§ **What you should do**:
With the line that contains "pub struct ActivateLaw" as the final line, return every line from the start of the data below exactly.

§ **Stored entries**:
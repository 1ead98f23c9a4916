//! Law lifecycle commands.

use std::collections::BTreeMap;

use serde::{Deserialize, Serialize};

use super::Reversibility;
use super::events::ReviewOutcome;

/// Creates a law in DRAFT status.
#[derive(Debug, Clone, PartialEq, Eq, Serialize, Deserialize)]
pub struct CreateLaw {
    /// Workspace the law applies in.
    pub workspace_id: String,
    /// Law title; must be non-empty.
    pub title: String,
    /// Free-form scope metadata.
    #[serde(default)]
    pub scope: BTreeMap<String, String>,
    /// Reversibility classification.
    pub reversibility: Reversibility,
    /// Checkpoint schedule in days after activation; strictly increasing
    /// and non-empty.
    pub checkpoints: Vec<u32>,
    /// Law-specific parameters.
    #[serde(default)]
    pub params: BTreeMap<String, String>,
}

/// Moves a law from DRAFT to ACTIVE and starts the checkpoint clock.
#[derive(Debug, Clone, PartialEq, Eq, Serialize, Deserialize)]
pub struct ActivateLaw {
    /// Law to activate.
    pub law_id: String,
}

/// Manually places an ACTIVE law under review.
#[derive(Debug, Clone, PartialEq, Eq, Serialize, Deserialize)]
pub struct TriggerLawReview {
    /// Law to review.
    pub law_id: String,
    /// Why the review was requested.
    pub reason: String,
}

/// Completes a review with an outcome.
#[derive(Debug, Clone, PartialEq, Eq, Serialize, Deserialize)]
pub struct CompleteReview {
    /// Law under review.
    pub law_id: String,
    /// Review outcome.
    pub outcome: ReviewOutcome,
    /// Optional reviewer notes.
    #[serde(default)]
    pub notes: Option<String>,
}

/// Archives a SUNSET law. Terminal.
#[derive(Debug, Clone, PartialEq, Eq, Serialize, Deserialize)]
pub struct ArchiveLaw {
    /// Law to archive.
    pub law_id: String,
    /// Why it is being archived.
    pub reason: String,
}
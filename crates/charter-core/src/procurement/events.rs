//! Procurement events.

use std::collections::BTreeSet;

use chrono::{DateTime, Utc};
use rust_decimal::Decimal;
use serde::{Deserialize, Serialize};

use super::SelectionMechanism;

/// A supplier was registered.
#[derive(Debug, Clone, PartialEq, Serialize, Deserialize)]
pub struct SupplierRegistered {
    /// The new supplier's id.
    pub supplier_id: String,
    /// Supplier name.
    pub name: String,
    /// Free-form type.
    pub supplier_type: String,
    /// Largest single contract value the supplier can take on.
    pub max_contract_value: Decimal,
    /// Held certifications.
    pub certifications: BTreeSet<String>,
    /// Years in business.
    pub years_in_business: u32,
    /// Delivery performance score in `[0, 1]`.
    pub reputation_score: f64,
    /// Registration instant.
    pub registered_at: DateTime<Utc>,
}

/// A tender was created in DRAFT status.
#[derive(Debug, Clone, PartialEq, Serialize, Deserialize)]
pub struct TenderCreated {
    /// The new tender's id.
    pub tender_id: String,
    /// The law mandating this procurement.
    pub law_id: String,
    /// Tender title.
    pub title: String,
    /// Estimated contract value.
    pub estimated_value: Decimal,
    /// Required certifications.
    pub required_capabilities: BTreeSet<String>,
    /// Minimum years in business, when required.
    pub min_years_experience: Option<u32>,
    /// Minimum reputation score, when required.
    pub min_reputation: Option<f64>,
    /// Selection mechanism.
    pub selection_mechanism: SelectionMechanism,
    /// Creation instant.
    pub created_at: DateTime<Utc>,
}

/// A tender moved from DRAFT to OPEN.
#[derive(Debug, Clone, PartialEq, Eq, Serialize, Deserialize)]
pub struct TenderOpened {
    /// The opened tender.
    pub tender_id: String,
    /// Opening instant.
    pub opened_at: DateTime<Utc>,
}

/// A supplier excluded from a feasible set, with the gates it failed.
#[derive(Debug, Clone, PartialEq, Eq, Serialize, Deserialize)]
pub struct Exclusion {
    /// The excluded supplier.
    pub supplier_id: String,
    /// One entry per failed gate.
    pub reasons: Vec<String>,
}

/// The feasible set was computed (OPEN → EVALUATING).
#[derive(Debug, Clone, PartialEq, Eq, Serialize, Deserialize)]
pub struct TenderEvaluated {
    /// The evaluated tender.
    pub tender_id: String,
    /// Evaluation instant.
    pub evaluated_at: DateTime<Utc>,
    /// Supplier ids that passed every gate, sorted.
    pub feasible_set: Vec<String>,
    /// Suppliers that failed, with reasons.
    pub excluded: Vec<Exclusion>,
}

/// A supplier was selected and the tender awarded.
#[derive(Debug, Clone, PartialEq, Eq, Serialize, Deserialize)]
pub struct TenderAwarded {
    /// The awarded tender.
    pub tender_id: String,
    /// The winning supplier.
    pub supplier_id: String,
    /// Mechanism that made the selection.
    pub mechanism: SelectionMechanism,
    /// Seed used, recorded for reproducibility (`None` for ROTATION).
    pub seed: Option<String>,
    /// Award instant.
    pub awarded_at: DateTime<Utc>,
    /// Size of the feasible set the selection ran over.
    pub feasible_count: u64,
}

/// A contract was recorded against the winning supplier.
#[derive(Debug, Clone, PartialEq, Eq, Serialize, Deserialize)]
pub struct ContractAwarded {
    /// The new contract's id.
    pub contract_id: String,
    /// The tender it fulfils.
    pub tender_id: String,
    /// The law mandating the procurement.
    pub law_id: String,
    /// The winning supplier.
    pub supplier_id: String,
    /// Contract value.
    pub value: Decimal,
    /// Award instant.
    pub awarded_at: DateTime<Utc>,
}

/// An awarded tender was closed.
#[derive(Debug, Clone, PartialEq, Eq, Serialize, Deserialize)]
pub struct TenderClosed {
    /// The closed tender.
    pub tender_id: String,
    /// Closing instant.
    pub closed_at: DateTime<Utc>,
}
//! Feasible set computation: binary gates, no scoring.
//!
//! A supplier is feasible when it passes every gate (capacity,
//! certification, experience, reputation), in that order. Failures are
//! collected per supplier so exclusions are auditable.

use super::events::Exclusion;
use super::{SupplierState, TenderState};

/// Computes the feasible set for a tender over the given suppliers.
///
/// Suppliers must be supplied in a deterministic order (the registry
/// iterates its ordered map); the returned feasible ids preserve it.
#[must_use]
pub fn compute_feasible_set<'a, I>(tender: &TenderState, suppliers: I) -> (Vec<String>, Vec<Exclusion>)
where
    I: Iterator<Item = &'a SupplierState>,
{
    let mut feasible = Vec::new();
    let mut excluded = Vec::new();

    for supplier in suppliers {
        let reasons = gate_failures(tender, supplier);
        if reasons.is_empty() {
            feasible.push(supplier.supplier_id.clone());
        } else {
            excluded.push(Exclusion {
                supplier_id: supplier.supplier_id.clone(),
                reasons,
            });
        }
    }

    (feasible, excluded)
}

/// Runs every gate for one supplier and returns the failures.
fn gate_failures(tender: &TenderState, supplier: &SupplierState) -> Vec<String> {
    let mut reasons = Vec::new();

    if supplier.max_contract_value < tender.estimated_value {
        reasons.push(format!(
            "contract capacity {} below estimated value {}",
            supplier.max_contract_value, tender.estimated_value
        ));
    }

    for capability in &tender.required_capabilities {
        if !supplier.certifications.contains(capability) {
            reasons.push(format!("missing certification: {capability}"));
        }
    }

    if let Some(min_years) = tender.min_years_experience {
        if supplier.years_in_business < min_years {
            reasons.push(format!(
                "{} years in business, {min_years} required",
                supplier.years_in_business
            ));
        }
    }

    if let Some(min_reputation) = tender.min_reputation {
        if supplier.reputation_score < min_reputation {
            reasons.push(format!(
                "reputation {:.2} below required {min_reputation:.2}",
                supplier.reputation_score
            ));
        }
    }

    reasons
}
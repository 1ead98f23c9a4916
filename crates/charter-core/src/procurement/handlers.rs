//! Procurement command handlers.

use rust_decimal::Decimal;

use crate::context::HandlerContext;
use crate::error::KernelError;
use crate::event::{Event, EventPayload, StreamType};
use crate::projections::Projections;

use super::commands::{
    AwardTender, CloseTender, CreateTender, EvaluateTender, OpenTender, RegisterSupplier,
};
use super::events::{
    ContractAwarded, SupplierRegistered, TenderAwarded, TenderClosed, TenderCreated,
    TenderEvaluated, TenderOpened,
};
use super::{SelectionMechanism, SupplierState, TenderState, TenderStatus, feasible, selection};

/// Handles `RegisterSupplier`.
///
/// # Errors
///
/// [`KernelError::InvalidArgument`] for an empty name, a negative
/// contract ceiling, or a reputation outside `[0, 1]`.
pub fn register_supplier(
    command: &RegisterSupplier,
    ctx: &HandlerContext<'_>,
    _projections: &Projections,
) -> Result<Vec<Event>, KernelError> {
    if command.name.trim().is_empty() {
        return Err(KernelError::InvalidArgument {
            field: "name",
            reason: "supplier name must be non-empty".to_string(),
        });
    }
    if command.max_contract_value < Decimal::ZERO {
        return Err(KernelError::InvalidArgument {
            field: "max_contract_value",
            reason: "contract ceiling cannot be negative".to_string(),
        });
    }
    if !(0.0..=1.0).contains(&command.reputation_score) {
        return Err(KernelError::InvalidArgument {
            field: "reputation_score",
            reason: format!("{} is outside [0, 1]", command.reputation_score),
        });
    }

    let supplier_id = ctx.ids.aggregate_id("sup");
    let payload = EventPayload::SupplierRegistered(SupplierRegistered {
        supplier_id: supplier_id.clone(),
        name: command.name.clone(),
        supplier_type: command.supplier_type.clone(),
        max_contract_value: command.max_contract_value,
        certifications: command.certifications.clone(),
        years_in_business: command.years_in_business,
        reputation_score: command.reputation_score,
        registered_at: ctx.now,
    });

    Ok(vec![ctx.event(supplier_id, StreamType::Supplier, 1, payload)])
}

/// Handles `CreateTender`.
///
/// # Errors
///
/// [`KernelError::UnknownAggregate`] for a missing law and
/// [`KernelError::InvalidArgument`] for an empty title or a negative
/// estimated value.
pub fn create_tender(
    command: &CreateTender,
    ctx: &HandlerContext<'_>,
    projections: &Projections,
) -> Result<Vec<Event>, KernelError> {
    if projections.laws.get(&command.law_id).is_none() {
        return Err(KernelError::UnknownAggregate {
            kind: "law",
            id: command.law_id.clone(),
        });
    }
    if command.title.trim().is_empty() {
        return Err(KernelError::InvalidArgument {
            field: "title",
            reason: "tender title must be non-empty".to_string(),
        });
    }
    if command.estimated_value < Decimal::ZERO {
        return Err(KernelError::InvalidArgument {
            field: "estimated_value",
            reason: "estimated value cannot be negative".to_string(),
        });
    }

    let tender_id = ctx.ids.aggregate_id("ten");
    let payload = EventPayload::TenderCreated(TenderCreated {
        tender_id: tender_id.clone(),
        law_id: command.law_id.clone(),
        title: command.title.clone(),
        estimated_value: command.estimated_value,
        required_capabilities: command.required_capabilities.clone(),
        min_years_experience: command.min_years_experience,
        min_reputation: command.min_reputation,
        selection_mechanism: command.selection_mechanism,
        created_at: ctx.now,
    });

    Ok(vec![ctx.event(tender_id, StreamType::Tender, 1, payload)])
}

/// Handles `OpenTender`: DRAFT → OPEN.
///
/// # Errors
///
/// [`KernelError::UnknownAggregate`] or
/// [`KernelError::IllegalStatusTransition`].
pub fn open_tender(
    command: &OpenTender,
    ctx: &HandlerContext<'_>,
    projections: &Projections,
) -> Result<Vec<Event>, KernelError> {
    let tender = lookup(projections, &command.tender_id)?;
    require_status(tender, TenderStatus::Draft, "open")?;

    let payload = EventPayload::TenderOpened(TenderOpened {
        tender_id: command.tender_id.clone(),
        opened_at: ctx.now,
    });

    Ok(vec![ctx.event(
        command.tender_id.clone(),
        StreamType::Tender,
        tender.version + 1,
        payload,
    )])
}

/// Handles `EvaluateTender`: OPEN → EVALUATING, recording the feasible
/// set and every exclusion.
///
/// # Errors
///
/// [`KernelError::UnknownAggregate`] or
/// [`KernelError::IllegalStatusTransition`].
pub fn evaluate_tender(
    command: &EvaluateTender,
    ctx: &HandlerContext<'_>,
    projections: &Projections,
) -> Result<Vec<Event>, KernelError> {
    let tender = lookup(projections, &command.tender_id)?;
    require_status(tender, TenderStatus::Open, "evaluate")?;

    let (feasible_set, excluded) =
        feasible::compute_feasible_set(tender, projections.suppliers.iter());

    let payload = EventPayload::TenderEvaluated(TenderEvaluated {
        tender_id: command.tender_id.clone(),
        evaluated_at: ctx.now,
        feasible_set,
        excluded,
    });

    Ok(vec![ctx.event(
        command.tender_id.clone(),
        StreamType::Tender,
        tender.version + 1,
        payload,
    )])
}

/// Handles `AwardTender`: EVALUATING → AWARDED.
///
/// Runs the tender's selection mechanism over the feasible set computed
/// at evaluation and records the seed in the award event. Also emits the
/// `ContractAwarded` event that advances the winner's cumulative total.
///
/// # Errors
///
/// [`KernelError::NoFeasibleSupplier`] when the feasible set is empty;
/// [`KernelError::InvalidArgument`] when a seeded mechanism is missing
/// its seed; the usual lookup/status errors otherwise.
pub fn award_tender(
    command: &AwardTender,
    ctx: &HandlerContext<'_>,
    projections: &Projections,
) -> Result<Vec<Event>, KernelError> {
    let tender = lookup(projections, &command.tender_id)?;
    require_status(tender, TenderStatus::Evaluating, "award")?;

    let feasible_ids = tender.feasible_set.clone().unwrap_or_default();
    let feasible: Vec<&SupplierState> = feasible_ids
        .iter()
        .filter_map(|id| projections.suppliers.get(id))
        .collect();

    if feasible.is_empty() {
        return Err(KernelError::NoFeasibleSupplier {
            tender_id: command.tender_id.clone(),
        });
    }

    let seed = match tender.selection_mechanism {
        SelectionMechanism::Rotation => None,
        SelectionMechanism::Random | SelectionMechanism::Hybrid => {
            Some(command.seed.clone().ok_or_else(|| {
                KernelError::InvalidArgument {
                    field: "seed",
                    reason: "seeded selection mechanisms require a seed".to_string(),
                }
            })?)
        },
    };

    let winner = match tender.selection_mechanism {
        SelectionMechanism::Rotation => selection::select_rotation(&feasible),
        SelectionMechanism::Random => {
            selection::select_random(&feasible, seed.as_deref().unwrap_or_default())
        },
        SelectionMechanism::Hybrid => {
            selection::select_hybrid(&feasible, seed.as_deref().unwrap_or_default())
        },
    }
    .ok_or_else(|| KernelError::NoFeasibleSupplier {
        tender_id: command.tender_id.clone(),
    })?;

    let awarded = EventPayload::TenderAwarded(TenderAwarded {
        tender_id: command.tender_id.clone(),
        supplier_id: winner.supplier_id.clone(),
        mechanism: tender.selection_mechanism,
        seed,
        awarded_at: ctx.now,
        feasible_count: feasible.len() as u64,
    });

    let contract = EventPayload::ContractAwarded(ContractAwarded {
        contract_id: ctx.ids.aggregate_id("con"),
        tender_id: command.tender_id.clone(),
        law_id: tender.law_id.clone(),
        supplier_id: winner.supplier_id.clone(),
        value: tender.estimated_value,
        awarded_at: ctx.now,
    });

    Ok(vec![
        ctx.event(
            command.tender_id.clone(),
            StreamType::Tender,
            tender.version + 1,
            awarded,
        ),
        // Same command, same stream; the derived idempotency key keeps
        // (command_id) unique per persisted event.
        ctx.derived_event(
            "contract",
            command.tender_id.clone(),
            StreamType::Tender,
            tender.version + 2,
            contract,
        ),
    ])
}

/// Handles `CloseTender`: AWARDED → CLOSED.
///
/// # Errors
///
/// [`KernelError::UnknownAggregate`] or
/// [`KernelError::IllegalStatusTransition`].
pub fn close_tender(
    command: &CloseTender,
    ctx: &HandlerContext<'_>,
    projections: &Projections,
) -> Result<Vec<Event>, KernelError> {
    let tender = lookup(projections, &command.tender_id)?;
    require_status(tender, TenderStatus::Awarded, "close")?;

    let payload = EventPayload::TenderClosed(TenderClosed {
        tender_id: command.tender_id.clone(),
        closed_at: ctx.now,
    });

    Ok(vec![ctx.event(
        command.tender_id.clone(),
        StreamType::Tender,
        tender.version + 1,
        payload,
    )])
}

fn lookup<'a>(
    projections: &'a Projections,
    tender_id: &str,
) -> Result<&'a TenderState, KernelError> {
    projections
        .tenders
        .get(tender_id)
        .ok_or_else(|| KernelError::UnknownAggregate {
            kind: "tender",
            id: tender_id.to_string(),
        })
}

fn require_status(
    tender: &TenderState,
    expected: TenderStatus,
    operation: &'static str,
) -> Result<(), KernelError> {
    if tender.status == expected {
        Ok(())
    } else {
        Err(KernelError::IllegalStatusTransition {
            kind: "tender",
            from: tender.status.as_str().to_string(),
            operation,
        })
    }
}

§ **Response**:
repository 1ead98f23c9a4916
//! Law lifecycle commands.

use std::collections::BTreeMap;

use serde::{Deserialize, Serialize};

use super::Reversibility;
use super::events::ReviewOutcome;

/// Creates a law in DRAFT status.
#[derive(Debug, Clone, PartialEq, Eq, Serialize, Deserialize)]
pub struct CreateLaw {
    /// Workspace the law applies in.
    pub workspace_id: String,
    /// Law title; must be non-empty.
    pub title: String,
    /// Free-form scope metadata.
    #[serde(default)]
    pub scope: BTreeMap<String, String>,
    /// Reversibility classification.
    pub reversibility: Reversibility,
    /// Checkpoint schedule in days after activation; strictly increasing
    /// and non-empty.
    pub checkpoints: Vec<u32>,
    /// Law-specific parameters.
    #[serde(default)]
    pub params: BTreeMap<String, String>,
}

/// Moves a law from DRAFT to ACTIVE and starts the checkpoint clock.
#[derive(Debug, Clone, PartialEq, Eq, Serialize, Deserialize)]
pub struct ActivateLaw {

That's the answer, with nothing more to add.